The expectations we place on others is a dangerous game of chess we are playing that destines the other party to fail before the game has even started.
There are many things that can come between friendships and cause two people to harbour hostility towards each other, causing the bond to falter momentarily or part their separate ways for good. Whilst some of these contributing factors may genuinely be toxic and result in a healthier mind by disconnecting with those who don’t add value to our lives, there is one thing that breaks people apart with no justifiable reason besides the expectations you have set within your own mind.
In a world where we are overly sensitive and overly cautious to be on our toes in having to be politically correct and mindful of offensive language and behaviour, we are turning into a society where speaking our mind is increasingly synonymous to being too blunt, thus being viewed in a negative light. We are extra careful in our words as to not hurt the ones around us, which often leads to us biting our tongue rather than speaking up to what our heart truly feels.
This cycle of walking on eggshells is the breeding ground of a disconnect between what we silently expect of the ones we love and what truly ends up happening in reality. Expectations arise from a preconceived idea that the person on the receiving end of our thoughts and actions are to step up and fill the shoes that we have created to fit them. But how unfair is this from an objective standpoint, when those people are expected to know what our mind is thinking and to live up to these expectations, without ever realising there were any to begin with? How unfair is it that this chessboard that you have set up entirely by yourself according to your own set of rules, is being played by a novice on the other end with no idea of what the game play is about.
When depicted in plain black and white like the above scenario, it’s no surprise that it is a losing battle from the get-go. By setting expectations, you’re not only testing the game-player to know your thoughts and intentions, but allowing them to try and fail, and having the audacity to put the blame on them for not meeting your standards of what should have been. Here in lies the beginning of a cruel and confused conflict and tension, where the game-maker (yourself) becomes incredibly wrought with frustration, confusion and in extreme or repeated offenses, resentment towards the game-player(s). From the game-maker’s perspective, the other party has failed you – they’ve failed to listen to you properly, failed to read your body language or underlying signals and have acted differently to what was expected of them.
This forms the basis of both an unhealthy relationship and a toxic mind for the ones involved, where you will constantly feel like the ones you love are falling short of living up to your expectations – simply because they weren’t aware of such standards to begin with. This is a vicious habit that merely exists in your mind, leading to a skewed perception of friends or partners who don’t ever seem to be good enough or give enough.

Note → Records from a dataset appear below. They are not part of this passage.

//! # Structural Validation
//!
//! Enforces the saml-schema-protocol-2.0 shape for the subset of the
//! vocabulary a Response can carry: required attributes on Response and
//! Assertion, the allowed child-element vocabulary at each level, and
//! cardinality of Status and StatusCode. Runs over both the original and
//! the decrypted document.

use crate::xml::{Document, NodeId, NS_ASSERTION, NS_DSIG, NS_PROTOCOL};

/// Validate the document against the Response schema subset
pub fn validate_response_structure(doc: &Document) -> Result<(), String> {
    let root = doc.root();
    if !doc.is_named(root, NS_PROTOCOL, "Response") {
        return Err("root element is not a samlp:Response".to_string());
    }
    for attr in ["ID", "Version", "IssueInstant"] {
        if doc.attr(root, attr).is_none() {
            return Err(format!("Response is missing the {} attribute", attr));
        }
    }

    let mut status_count = 0;
    for child in doc.child_elements(root) {
        match (doc.namespace(child), local(doc, child)) {
            (Some(ns), "Issuer") if ns == NS_ASSERTION => {}
            (Some(ns), "Signature") if ns == NS_DSIG => {}
            (Some(ns), "Extensions") if ns == NS_PROTOCOL => {}
            (Some(ns), "Status") if ns == NS_PROTOCOL => {
                status_count += 1;
                validate_status(doc, child)?;
            }
            (Some(ns), "Assertion") if ns == NS_ASSERTION => {
                validate_assertion(doc, child)?;
            }
            (Some(ns), "EncryptedAssertion") if ns == NS_ASSERTION => {}
            (ns, name) => {
                return Err(format!(
                    "unexpected element {} (namespace {:?}) under Response",
                    name, ns
                ));
            }
        }
    }
    if status_count != 1 {
        return Err("Response must carry exactly one Status element".to_string());
    }
    Ok(())
}

fn validate_status(doc: &Document, status: NodeId) -> Result<(), String> {
    let mut code_count = 0;
    for child in doc.child_elements(status) {
        match (doc.namespace(child), local(doc, child)) {
            (Some(ns), "StatusCode") if ns == NS_PROTOCOL => {
                code_count += 1;
                if doc.attr(child, "Value").is_none() {
                    return Err("StatusCode is missing the Value attribute".to_string());
                }
            }
            (Some(ns), "StatusMessage") | (Some(ns), "StatusDetail")
                if ns == NS_PROTOCOL => {}
            (ns, name) => {
                return Err(format!(
                    "unexpected element {} (namespace {:?}) under Status",
                    name, ns
                ));
            }
        }
    }
    if code_count != 1 {
        return Err("Status must carry exactly one top-level StatusCode".to_string());
    }
    Ok(())
}

fn validate_assertion(doc: &Document, assertion: NodeId) -> Result<(), String> {
    for attr in ["ID", "Version", "IssueInstant"] {
        if doc.attr(assertion, attr).is_none() {
            return Err(format!("Assertion is missing the {} attribute", attr));
        }
    }

    let mut issuer_count = 0;
    for child in doc.child_elements(assertion) {
        match (doc.namespace(child), local(doc, child)) {
            (Some(ns), "Issuer") if ns == NS_ASSERTION => issuer_count += 1,
            (Some(ns), "Signature") if ns == NS_DSIG => {}
            (Some(ns), "Subject") if ns == NS_ASSERTION => {
                validate_subject(doc, child)?;
            }
            (Some(ns), "Conditions") if ns == NS_ASSERTION => {
                validate_conditions(doc, child)?;
            }
            (Some(ns), "Advice") if ns == NS_ASSERTION => {}
            (Some(ns), "Statement")
            | (Some(ns), "AuthnStatement")
            | (Some(ns), "AuthzDecisionStatement")
            | (Some(ns), "AttributeStatement")
                if ns == NS_ASSERTION => {}
            (ns, name) => {
                return Err(format!(
                    "unexpected element {} (namespace {:?}) under Assertion",
                    name, ns
                ));
            }
        }
    }
    if issuer_count != 1 {
        return Err("Assertion must carry exactly one Issuer".to_string());
    }
    Ok(())
}

fn validate_subject(doc: &Document, subject: NodeId) -> Result<(), String> {
    for child in doc.child_elements(subject) {
        match (doc.namespace(child), local(doc, child)) {
            (Some(ns), "BaseID")
            | (Some(ns), "NameID")
            | (Some(ns), "EncryptedID")
            | (Some(ns), "SubjectConfirmation")
                if ns == NS_ASSERTION => {}
            (ns, name) => {
                return Err(format!(
                    "unexpected element {} (namespace {:?}) under Subject",
                    name, ns
                ));
            }
        }
    }
    Ok(())
}

fn validate_conditions(doc: &Document, conditions: NodeId) -> Result<(), String> {
    for child in doc.child_elements(conditions) {
        match (doc.namespace(child), local(doc, child)) {
            (Some(ns), "Condition")
            | (Some(ns), "AudienceRestriction")
            | (Some(ns), "OneTimeUse")
            | (Some(ns), "ProxyRestriction")
                if ns == NS_ASSERTION => {}
            (ns, name) => {
                return Err(format!(
                    "unexpected element {} (namespace {:?}) under Conditions",
                    name, ns
                ));
            }
        }
    }
    Ok(())
}

fn local<'d>(doc: &'d Document, id: NodeId) -> &'d str {
    doc.element(id).map(|e| e.local.as_str()).unwrap_or("")
}

#[cfg(test)]
mod tests {
    use super::*;
    use crate::xml::Document;

    fn response(body: &str) -> String {
        format!(
            concat!(
                "<samlp:Response xmlns:samlp=\"urn:oasis:names:tc:SAML:2.0:protocol\" ",
                "xmlns:saml=\"urn:oasis:names:tc:SAML:2.0:assertion\" ",
                "ID=\"_r\" Version=\"2.0\" IssueInstant=\"2024-06-01T00:00:00Z\">{}</samlp:Response>"
            ),
            body
        )
    }

    const STATUS: &str = concat!(
        "<samlp:Status><samlp:StatusCode ",
        "Value=\"urn:oasis:names:tc:SAML:2.0:status:Success\"/></samlp:Status>"
    );

    #[test]
    fn test_minimal_response_passes() {
        let doc = Document::parse(&response(STATUS)).unwrap();
        assert!(validate_response_structure(&doc).is_ok());
    }

    #[test]
    fn test_missing_status_fails() {
        let doc = Document::parse(&response("")).unwrap();
        assert!(validate_response_structure(&doc).is_err());
    }

    #[test]
    fn test_missing_response_id_fails() {
        let xml = concat!(
            "<samlp:Response xmlns:samlp=\"urn:oasis:names:tc:SAML:2.0:protocol\" ",
            "Version=\"2.0\" IssueInstant=\"2024-06-01T00:00:00Z\">",
            "<samlp:Status><samlp:StatusCode Value=\"x\"/></samlp:Status>",
            "</samlp:Response>"
        );
        let doc = Document::parse(xml).unwrap();
        assert!(validate_response_structure(&doc).is_err());
    }

    #[test]
    fn test_unexpected_child_fails() {
        let doc = Document::parse(&response(&format!("{}<samlp:Bogus/>", STATUS))).unwrap();
        assert!(validate_response_structure(&doc).is_err());
    }

    #[test]
    fn test_assertion_requires_issuer() {
        let body = format!(
            "{}<saml:Assertion ID=\"_a\" Version=\"2.0\" IssueInstant=\"2024-06-01T00:00:00Z\"/>",
            STATUS
        );
        let doc = Document::parse(&response(&body)).unwrap();
        assert!(validate_response_structure(&doc).is_err());

        let body = format!(
            concat!(
                "{}<saml:Assertion ID=\"_a\" Version=\"2.0\" ",
                "IssueInstant=\"2024-06-01T00:00:00Z\">",
                "<saml:Issuer>https://idp.example.com</saml:Issuer></saml:Assertion>"
            ),
            STATUS
        );
        let doc = Document::parse(&response(&body)).unwrap();
        assert!(validate_response_structure(&doc).is_ok());
    }

    #[test]
    fn test_nested_status_code_allowed_once() {
        // Nested codes live under the top-level StatusCode, not Status.
        let status = concat!(
            "<samlp:Status><samlp:StatusCode ",
            "Value=\"urn:oasis:names:tc:SAML:2.0:status:Requester\">",
            "<samlp:StatusCode Value=\"urn:oasis:names:tc:SAML:2.0:status:InvalidNameIDPolicy\"/>",
            "</samlp:StatusCode><samlp:StatusMessage>denied</samlp:StatusMessage></samlp:Status>"
        );
        let doc = Document::parse(&response(status)).unwrap();
        assert!(validate_response_structure(&doc).is_ok());
    }
}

There is nothing wrong with setting or having expectations – in fact, expectations provide clear guidelines and benchmarks that are healthy because they allow all parties involved the ability to measure and understand what is required of them in order for something rewarding to blossom. The missing element in all this – is clear communication.
Communicate, and continue to communicate – these ever-changing expectations and standards and continually receive and give feedback as to what is working and what isn’t. Only then, can all parties fruitfully work towards maintaining a healthy relationship that is able to produce a satisfying outcome, and for all relationships to blossom in abundance in a two-way street of giving and taking.